EXERCISE INPUTS -
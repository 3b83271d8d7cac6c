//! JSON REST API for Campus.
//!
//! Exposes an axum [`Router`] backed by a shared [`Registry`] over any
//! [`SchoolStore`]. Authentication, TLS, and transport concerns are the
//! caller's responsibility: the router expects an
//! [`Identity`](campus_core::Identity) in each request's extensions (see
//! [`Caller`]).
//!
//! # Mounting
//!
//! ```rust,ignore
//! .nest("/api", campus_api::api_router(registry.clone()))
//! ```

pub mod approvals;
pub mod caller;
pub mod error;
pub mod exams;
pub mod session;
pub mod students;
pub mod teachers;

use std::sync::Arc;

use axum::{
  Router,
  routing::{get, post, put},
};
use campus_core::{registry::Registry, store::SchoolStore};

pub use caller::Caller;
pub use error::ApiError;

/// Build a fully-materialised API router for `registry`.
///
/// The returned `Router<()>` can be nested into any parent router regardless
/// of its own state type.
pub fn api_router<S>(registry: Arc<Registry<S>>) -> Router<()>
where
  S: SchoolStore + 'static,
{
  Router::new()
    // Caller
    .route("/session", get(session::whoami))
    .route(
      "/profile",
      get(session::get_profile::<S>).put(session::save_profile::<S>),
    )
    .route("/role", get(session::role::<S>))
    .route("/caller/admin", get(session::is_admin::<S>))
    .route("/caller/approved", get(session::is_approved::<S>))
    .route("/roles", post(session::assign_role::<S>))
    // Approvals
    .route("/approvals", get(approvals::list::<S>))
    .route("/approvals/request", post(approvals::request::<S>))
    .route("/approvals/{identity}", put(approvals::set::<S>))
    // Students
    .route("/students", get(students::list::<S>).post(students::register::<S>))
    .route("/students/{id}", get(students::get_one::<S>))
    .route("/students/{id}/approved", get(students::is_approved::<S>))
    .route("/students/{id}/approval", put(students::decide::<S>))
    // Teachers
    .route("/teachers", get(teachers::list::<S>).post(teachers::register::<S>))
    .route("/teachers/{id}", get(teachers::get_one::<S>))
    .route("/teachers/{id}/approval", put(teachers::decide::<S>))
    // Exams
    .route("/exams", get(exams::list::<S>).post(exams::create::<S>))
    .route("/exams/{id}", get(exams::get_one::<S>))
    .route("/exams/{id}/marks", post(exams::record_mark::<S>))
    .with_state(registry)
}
--
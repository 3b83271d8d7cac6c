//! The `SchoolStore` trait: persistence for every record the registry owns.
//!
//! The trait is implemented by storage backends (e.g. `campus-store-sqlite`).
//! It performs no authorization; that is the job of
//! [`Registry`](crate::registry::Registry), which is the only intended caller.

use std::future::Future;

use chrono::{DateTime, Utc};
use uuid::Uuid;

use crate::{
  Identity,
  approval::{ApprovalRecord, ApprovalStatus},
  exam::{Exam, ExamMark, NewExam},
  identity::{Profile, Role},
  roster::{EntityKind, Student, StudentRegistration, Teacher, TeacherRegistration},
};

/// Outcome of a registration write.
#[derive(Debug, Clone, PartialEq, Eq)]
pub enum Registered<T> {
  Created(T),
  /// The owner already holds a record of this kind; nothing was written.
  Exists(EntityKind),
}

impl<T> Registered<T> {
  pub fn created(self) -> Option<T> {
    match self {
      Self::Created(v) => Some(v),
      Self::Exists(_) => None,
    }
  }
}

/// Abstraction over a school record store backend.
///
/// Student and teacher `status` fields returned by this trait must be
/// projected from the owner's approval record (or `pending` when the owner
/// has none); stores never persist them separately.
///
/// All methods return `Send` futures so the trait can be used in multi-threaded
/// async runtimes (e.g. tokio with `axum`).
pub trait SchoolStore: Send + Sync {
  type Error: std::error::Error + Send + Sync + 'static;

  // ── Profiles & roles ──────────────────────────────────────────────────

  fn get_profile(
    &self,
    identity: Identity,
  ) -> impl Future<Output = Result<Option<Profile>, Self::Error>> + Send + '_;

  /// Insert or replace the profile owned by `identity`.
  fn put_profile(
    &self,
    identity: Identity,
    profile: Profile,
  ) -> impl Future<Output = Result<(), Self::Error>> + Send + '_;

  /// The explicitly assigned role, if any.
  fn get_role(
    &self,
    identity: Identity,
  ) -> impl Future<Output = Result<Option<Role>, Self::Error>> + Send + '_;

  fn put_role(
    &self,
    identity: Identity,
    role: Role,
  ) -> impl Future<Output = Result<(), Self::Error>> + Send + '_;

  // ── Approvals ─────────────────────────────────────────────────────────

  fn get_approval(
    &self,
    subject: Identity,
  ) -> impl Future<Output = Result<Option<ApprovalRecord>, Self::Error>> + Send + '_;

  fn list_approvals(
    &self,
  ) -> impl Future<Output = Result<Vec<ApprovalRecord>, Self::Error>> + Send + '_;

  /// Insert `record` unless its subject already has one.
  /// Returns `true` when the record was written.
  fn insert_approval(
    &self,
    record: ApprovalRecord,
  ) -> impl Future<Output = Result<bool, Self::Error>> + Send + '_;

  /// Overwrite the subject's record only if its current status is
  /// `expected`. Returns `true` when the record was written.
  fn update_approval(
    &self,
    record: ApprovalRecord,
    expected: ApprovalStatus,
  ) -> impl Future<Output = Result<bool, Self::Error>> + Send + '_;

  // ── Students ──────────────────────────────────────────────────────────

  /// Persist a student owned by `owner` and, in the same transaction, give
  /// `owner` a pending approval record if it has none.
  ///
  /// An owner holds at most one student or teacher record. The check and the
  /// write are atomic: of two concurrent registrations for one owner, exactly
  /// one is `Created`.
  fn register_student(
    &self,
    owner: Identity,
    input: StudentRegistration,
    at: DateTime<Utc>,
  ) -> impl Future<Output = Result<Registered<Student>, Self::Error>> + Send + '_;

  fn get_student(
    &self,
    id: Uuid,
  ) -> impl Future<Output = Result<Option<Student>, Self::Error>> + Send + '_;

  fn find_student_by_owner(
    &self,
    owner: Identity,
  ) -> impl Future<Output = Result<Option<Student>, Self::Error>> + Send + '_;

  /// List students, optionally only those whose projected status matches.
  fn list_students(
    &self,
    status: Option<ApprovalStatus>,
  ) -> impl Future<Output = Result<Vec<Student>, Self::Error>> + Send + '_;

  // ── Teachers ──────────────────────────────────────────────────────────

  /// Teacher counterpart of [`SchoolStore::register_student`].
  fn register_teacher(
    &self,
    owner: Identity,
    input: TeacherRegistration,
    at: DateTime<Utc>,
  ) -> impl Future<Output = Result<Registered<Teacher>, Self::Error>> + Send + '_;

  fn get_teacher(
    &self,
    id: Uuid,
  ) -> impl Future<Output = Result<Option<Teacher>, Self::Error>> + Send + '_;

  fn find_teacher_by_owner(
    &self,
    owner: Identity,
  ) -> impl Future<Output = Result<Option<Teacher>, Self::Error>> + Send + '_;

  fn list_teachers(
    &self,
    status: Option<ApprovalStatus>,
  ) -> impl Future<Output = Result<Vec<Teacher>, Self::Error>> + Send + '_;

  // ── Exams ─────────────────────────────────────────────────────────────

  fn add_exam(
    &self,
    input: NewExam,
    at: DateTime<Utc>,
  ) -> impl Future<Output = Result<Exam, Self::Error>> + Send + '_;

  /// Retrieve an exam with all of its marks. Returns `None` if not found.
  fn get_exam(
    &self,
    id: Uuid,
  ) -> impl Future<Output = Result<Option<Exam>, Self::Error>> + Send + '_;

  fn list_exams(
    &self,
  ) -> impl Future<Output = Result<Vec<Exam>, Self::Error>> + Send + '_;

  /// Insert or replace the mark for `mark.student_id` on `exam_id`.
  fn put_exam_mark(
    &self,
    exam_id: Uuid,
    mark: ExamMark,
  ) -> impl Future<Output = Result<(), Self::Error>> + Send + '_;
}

WHAT YOU ARE ASKED TO DO -
Check the records above line by line and tally those holding the string "this". Answer with the number only.

FINISHED TASK -
2